Provides that the determination made in 1), above, is based on the development project at the time the application is deemed complete and the city, county, or city and county shall adjust the amount of density bonus and parking ratios awarded based on any changes during the course of the development
- 9/29: SB 1227, by Senator Skinner, requires cities and counties to grant a 35% density bonus when an applicant for a housing development of five or more units seeks and agrees to construct a project that will contain at least 20% of the total units for lower-income students in a student housing development. It limits proof of income status to eligibility of financial aid and further requires the developer to provide proof of master lease agreement with at least one institution of higher education.

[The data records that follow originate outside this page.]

// Copyright 2015-2020 Aerospike, Inc.
//
// Portions may be licensed to Aerospike, Inc. under one or more contributor
// license agreements.
//
// Licensed under the Apache License, Version 2.0 (the "License"); you may not
// use this file except in compliance with the License. You may obtain a copy of
// the License at http://www.apache.org/licenses/LICENSE-2.0
//
// Unless required by applicable law or agreed to in writing, software
// distributed under the License is distributed on an "AS IS" BASIS, WITHOUT
// WARRANTIES OR CONDITIONS OF ANY KIND, either express or implied. See the
// License for the specific language governing permissions and limitations under
// the License.

use std::future::Future;
use std::sync::Arc;

use futures::stream::{self, StreamExt};

use crate::cluster::{ClusterView, Node};
use crate::errors::{ErrorKind, Result};
use crate::policy::{Concurrency, ScanPolicy};
use crate::scan::{Recordset, ScanRequest};

/// Fans a scan out across the nodes of a cluster, following the fan-out and fail-fast contract
/// of the supplied [`ScanPolicy`].
///
/// The executor owns no sockets and spawns no tasks: `execute_scan` hands back the recordset
/// together with a driver future, and the caller runs the driver on whatever executor it uses
/// while consuming the recordset concurrently.
pub struct ScanExecutor<T> {
    cluster: Arc<dyn ClusterView<T>>,
}

impl<T: Send + 'static> ScanExecutor<T> {
    /// Create a scan executor on top of a cluster view.
    pub fn new(cluster: Arc<dyn ClusterView<T>>) -> Self {
        ScanExecutor { cluster }
    }

    /// Read all records in the specified namespace and set. Returns a record collection that is
    /// filled while the scan runs, plus the driver future that performs the per-node dispatch.
    /// The driver resolves once every node of the membership snapshot has been visited exactly
    /// once, or with the first error; no per-node request is ever retried.
    ///
    /// Up to `policy.max_concurrent_nodes` nodes are scanned in parallel. If concurrent nodes is
    /// unset, the server nodes are read in series. When `policy.fail_on_cluster_change` is set,
    /// a membership change observed at any dispatch boundary cancels all outstanding node scans
    /// and fails the whole scan with [`ErrorKind::ClusterChanged`].
    pub fn execute_scan(
        &self,
        policy: &ScanPolicy,
        namespace: &str,
        set_name: &str,
    ) -> (
        Arc<Recordset<T>>,
        impl Future<Output = Result<()>> + Send + 'static,
    ) {
        // Generation first: a membership change between the two reads is then caught by the
        // fail-fast checks instead of going unnoticed.
        let generation = self.cluster.generation();
        let nodes = self.cluster.nodes();

        let recordset = Arc::new(Recordset::new(policy.record_queue_size(), nodes.len()));
        let request = ScanRequest::new(policy, namespace, set_name, recordset.task_id());
        debug!(
            "starting scan {} of namespace '{}' across {} nodes",
            request.task_id,
            request.namespace,
            nodes.len()
        );

        let driver = drive(
            self.cluster.clone(),
            nodes,
            policy.concurrency(),
            policy.fail_on_cluster_change(),
            generation,
            recordset.clone(),
            request,
        );
        (recordset, driver)
    }
}

async fn drive<T: Send + 'static>(
    cluster: Arc<dyn ClusterView<T>>,
    nodes: Vec<Arc<dyn Node<T>>>,
    concurrency: Concurrency,
    fail_on_cluster_change: bool,
    generation: u64,
    recordset: Arc<Recordset<T>>,
    request: ScanRequest,
) -> Result<()> {
    if nodes.is_empty() {
        recordset.close();
        return Ok(());
    }

    let limit = match concurrency {
        Concurrency::Sequential => 1,
        Concurrency::Parallel => nodes.len(),
        Concurrency::MaxNodes(max) => max.min(nodes.len()),
    };

    // Node futures are created lazily: on an early abort the remaining nodes are never
    // dispatched, and dropping the stream cancels the outstanding ones.
    let node_scans: Vec<_> = nodes
        .into_iter()
        .map(|node| {
            scan_node(
                &cluster,
                node,
                &request,
                &recordset,
                fail_on_cluster_change,
                generation,
            )
        })
        .collect();
    let mut pending = stream::iter(node_scans).buffer_unordered(limit);

    while let Some(result) = pending.next().await {
        if let Err(err) = result {
            drop(pending);
            recordset.close();
            return Err(err);
        }
    }
    drop(pending);

    if fail_on_cluster_change && cluster.generation() != generation {
        recordset.close();
        warn!("scan {}: cluster changed during scan", request.task_id);
        bail!(fluctuation(generation, cluster.generation()));
    }

    Ok(())
}

async fn scan_node<T: Send + 'static>(
    cluster: &Arc<dyn ClusterView<T>>,
    node: Arc<dyn Node<T>>,
    request: &ScanRequest,
    recordset: &Arc<Recordset<T>>,
    fail_on_cluster_change: bool,
    generation: u64,
) -> Result<()> {
    if fail_on_cluster_change && cluster.generation() != generation {
        recordset.signal_end();
        bail!(fluctuation(generation, cluster.generation()));
    }

    debug!(
        "scan {}: dispatching to node {}",
        request.task_id,
        node.name()
    );
    let result = node.scan(request, recordset.clone()).await;
    recordset.signal_end();
    result?;

    if fail_on_cluster_change && cluster.generation() != generation {
        warn!(
            "scan {}: cluster changed while node {} was being scanned",
            request.task_id,
            node.name()
        );
        bail!(fluctuation(generation, cluster.generation()));
    }

    Ok(())
}

fn fluctuation(before: u64, after: u64) -> ErrorKind {
    ErrorKind::ClusterChanged(format!(
        "cluster generation moved from {} to {}",
        before, after
    ))
}
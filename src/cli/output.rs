use anyhow::Result;
use imgcomments::{AnnotationIndex, PanelRenderer, PanelView};

use super::OutputFormat;

/// Format the panel view in the chosen output format.
pub(crate) fn format_view(
	view: &PanelView,
	format: OutputFormat,
	renderer: &dyn PanelRenderer,
) -> Result<String> {
	Ok(match format {
		OutputFormat::Html => renderer.render_panel(view),
		OutputFormat::Json => serde_json::to_string_pretty(view)?,
		OutputFormat::Plain => match view {
			PanelView::Empty => String::from("No image"),
			PanelView::Image(image) => format!(
				"line {}: {}\n{}",
				image.display_line(),
				image.caption,
				image.image.display()
			),
		},
	})
}

pub(crate) fn print_view(
	view: &PanelView,
	format: OutputFormat,
	renderer: &dyn PanelRenderer,
) -> Result<()> {
	println!("{}", format_view(view, format, renderer)?);
	Ok(())
}

/// Format the annotation index. HTML output has no meaning for an index and
/// falls back to plain text.
pub(crate) fn format_index(index: &AnnotationIndex, format: OutputFormat) -> Result<String> {
	if format == OutputFormat::Json {
		return Ok(serde_json::to_string_pretty(index)?);
	}

	let lines: Vec<String> = index
		.iter()
		.map(|reference| {
			format!(
				"{}\t{}\t{}",
				reference.line + 1,
				reference.title.as_deref().unwrap_or("-"),
				reference.path.as_deref().unwrap_or("-")
			)
		})
		.collect();
	Ok(lines.join("\n"))
}

pub(crate) fn print_index(index: &AnnotationIndex, format: OutputFormat) -> Result<()> {
	let text = format_index(index, format)?;
	if !text.is_empty() {
		println!("{text}");
	}
	Ok(())
}
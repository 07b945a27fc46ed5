use std::collections::HashSet;
use std::fs;

use tempfile::tempdir;

use super::*;
use crate::annotations::index_text;
use crate::workspace::{DiskProbe, WorkspaceFolders};

const SCENARIO: &str = "intro\n@img ![Diagram](assets/diagram.png)\nbody text\n@img ![](img/x.jpg)";

/// Probe that reports a fixed set of paths as existing files.
struct KnownFiles(HashSet<PathBuf>);

impl KnownFiles {
	fn new<const N: usize>(paths: [&str; N]) -> Self {
		Self(paths.into_iter().map(PathBuf::from).collect())
	}
}

impl FileProbe for KnownFiles {
	fn is_file(&self, path: &Path) -> bool {
		self.0.contains(path)
	}
}

fn reference(path: &str) -> ImageReference {
	ImageReference::new(0, None, Some(path.into()))
}

#[test]
fn empty_index_has_no_active_reference() {
	let index = index_text("nothing here\nat all");
	for cursor in [0, 1, 50] {
		assert_eq!(select_active(&index, cursor), None);
	}
}

#[test]
fn cursor_below_annotation_selects_nearest_above() {
	let index = index_text(SCENARIO);
	let active = select_active(&index, 2).expect("active reference");
	assert_eq!(active.line, 1);
	assert_eq!(active.title.as_deref(), Some("Diagram"));
	assert_eq!(active.path.as_deref(), Some("assets/diagram.png"));
}

#[test]
fn cursor_on_annotation_line_selects_it() {
	let index = index_text(SCENARIO);
	let active = select_active(&index, 3).expect("active reference");
	assert_eq!(active.line, 3);
	assert_eq!(active.title, None);
	assert_eq!(active.path.as_deref(), Some("img/x.jpg"));
}

#[test]
fn cursor_above_all_annotations_falls_back_to_topmost() {
	let index = index_text(SCENARIO);
	let active = select_active(&index, 0).expect("fallback reference");
	assert_eq!(active.line, 1);
	assert_eq!(active.path.as_deref(), Some("assets/diagram.png"));
}

#[test]
fn selection_picks_greatest_line_not_after_cursor() {
	let text = (0..20)
		.map(|line| {
			if line % 5 == 2 {
				format!("@img ![{line}](i{line}.png)")
			} else {
				String::from("code")
			}
		})
		.collect::<Vec<_>>()
		.join("\n");
	let index = index_text(&text);

	for cursor in 0..25 {
		let expected = [17, 12, 7, 2]
			.into_iter()
			.find(|line| *line <= cursor)
			.unwrap_or(2);
		let first = select_active(&index, cursor).map(|r| r.line);
		assert_eq!(first, Some(expected), "cursor {cursor}");
		assert_eq!(select_active(&index, cursor).map(|r| r.line), first);
	}
}

#[test]
fn accepted_extensions_ignore_case() {
	for path in ["a.png", "b.JPEG", "c.Jpg", "dir.v2/d.svg", ".png"] {
		assert!(has_accepted_extension(path), "{path}");
	}
	for path in ["a.gif", "b.bmp", "noext", "png", "a.png.txt", "a.png "] {
		assert!(!has_accepted_extension(path), "{path}");
	}
}

#[test]
fn rejected_extension_never_resolves_even_when_present() {
	let probe = KnownFiles::new(["/work/assets/logo.bmp", "/work/assets/anim.gif", "/work/assets/raw"]);
	let workspace = WorkspaceFolders::new(["/work"]);
	let document = Path::new("/work/src/main.rs");

	for path in ["assets/logo.bmp", "assets/anim.gif", "assets/raw"] {
		assert_eq!(resolve_path(&reference(path), document, &workspace, &probe), None);
	}
}

#[test]
fn absent_path_never_resolves() {
	let probe = KnownFiles::new([]);
	let workspace = WorkspaceFolders::new(["/work"]);
	let reference = ImageReference::new(0, Some("title".into()), None);
	assert_eq!(
		resolve_path(&reference, Path::new("/work/a.rs"), &workspace, &probe),
		None
	);
}

#[test]
fn resolves_against_document_folder_first() {
	let probe = KnownFiles::new(["/work/app/img/x.png", "/work/img/x.png"]);
	let workspace = WorkspaceFolders::new(["/work", "/work/app"]);
	let resolved = resolve_path(
		&reference("img/x.png"),
		Path::new("/work/app/src/lib.rs"),
		&workspace,
		&probe,
	);
	assert_eq!(resolved, Some(PathBuf::from("/work/app/img/x.png")));
}

#[test]
fn walks_up_to_enclosing_workspace_folders() {
	let probe = KnownFiles::new(["/work/assets/shared.svg"]);
	let workspace = WorkspaceFolders::new(["/work", "/work/app", "/work/app/nested"]);
	let resolved = resolve_path(
		&reference("assets/shared.svg"),
		Path::new("/work/app/nested/doc.md"),
		&workspace,
		&probe,
	);
	assert_eq!(resolved, Some(PathBuf::from("/work/assets/shared.svg")));
}

#[test]
fn walk_stops_outside_the_workspace() {
	let probe = KnownFiles::new(["/assets/outside.png"]);
	let workspace = WorkspaceFolders::new(["/work"]);
	assert_eq!(
		resolve_path(
			&reference("assets/outside.png"),
			Path::new("/work/doc.md"),
			&workspace,
			&probe
		),
		None
	);
}

#[test]
fn document_outside_workspace_never_resolves() {
	let probe = KnownFiles::new(["/work/a.png"]);
	let workspace = WorkspaceFolders::new(["/work"]);
	assert_eq!(
		resolve_path(&reference("a.png"), Path::new("/tmp/doc.md"), &workspace, &probe),
		None
	);
}

#[test]
fn leading_separator_is_joined_not_absolute() {
	let probe = KnownFiles::new(["/work/assets/a.png"]);
	let workspace = WorkspaceFolders::new(["/work"]);
	assert_eq!(
		resolve_path(&reference("/assets/a.png"), Path::new("/work/doc.md"), &workspace, &probe),
		Some(PathBuf::from("/work/assets/a.png"))
	);
}

#[test]
fn root_workspace_folder_terminates() {
	let probe = KnownFiles::new([]);
	let workspace = WorkspaceFolders::new(["/"]);
	assert_eq!(
		resolve_path(&reference("missing.png"), Path::new("/doc.md"), &workspace, &probe),
		None
	);
}

#[test]
fn resolves_on_disk_through_nested_folders() {
	let dir = tempdir().unwrap();
	let root = dir.path().to_path_buf();
	let nested = root.join("packages").join("web");
	fs::create_dir_all(nested.join("src")).unwrap();
	fs::create_dir_all(root.join("assets")).unwrap();
	fs::write(root.join("assets").join("logo.png"), b"png").unwrap();
	fs::write(root.join("assets").join("logo.bmp"), b"bmp").unwrap();

	let workspace = WorkspaceFolders::new([root.clone(), nested.clone()]);
	let document = nested.join("src").join("index.ts");

	assert_eq!(
		resolve_path(&reference("assets/logo.png"), &document, &workspace, &DiskProbe),
		Some(root.join("assets/logo.png"))
	);
	assert_eq!(
		resolve_path(&reference("assets/logo.bmp"), &document, &workspace, &DiskProbe),
		None
	);
}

We are thrilled to see the number of housing measures that made it through the Governor’s office this year. However, we know that there is still a lot of work to do and we are ready to continue to advocate for affordable homeownership measures, such as the affordable homeownership tax credit, to benefit our affiliates and those you serve. By building upon this year’s momentum, strengthening our partnerships with various housing advocates, and preparing for a new Governor, we can look forward to increasing our success next year.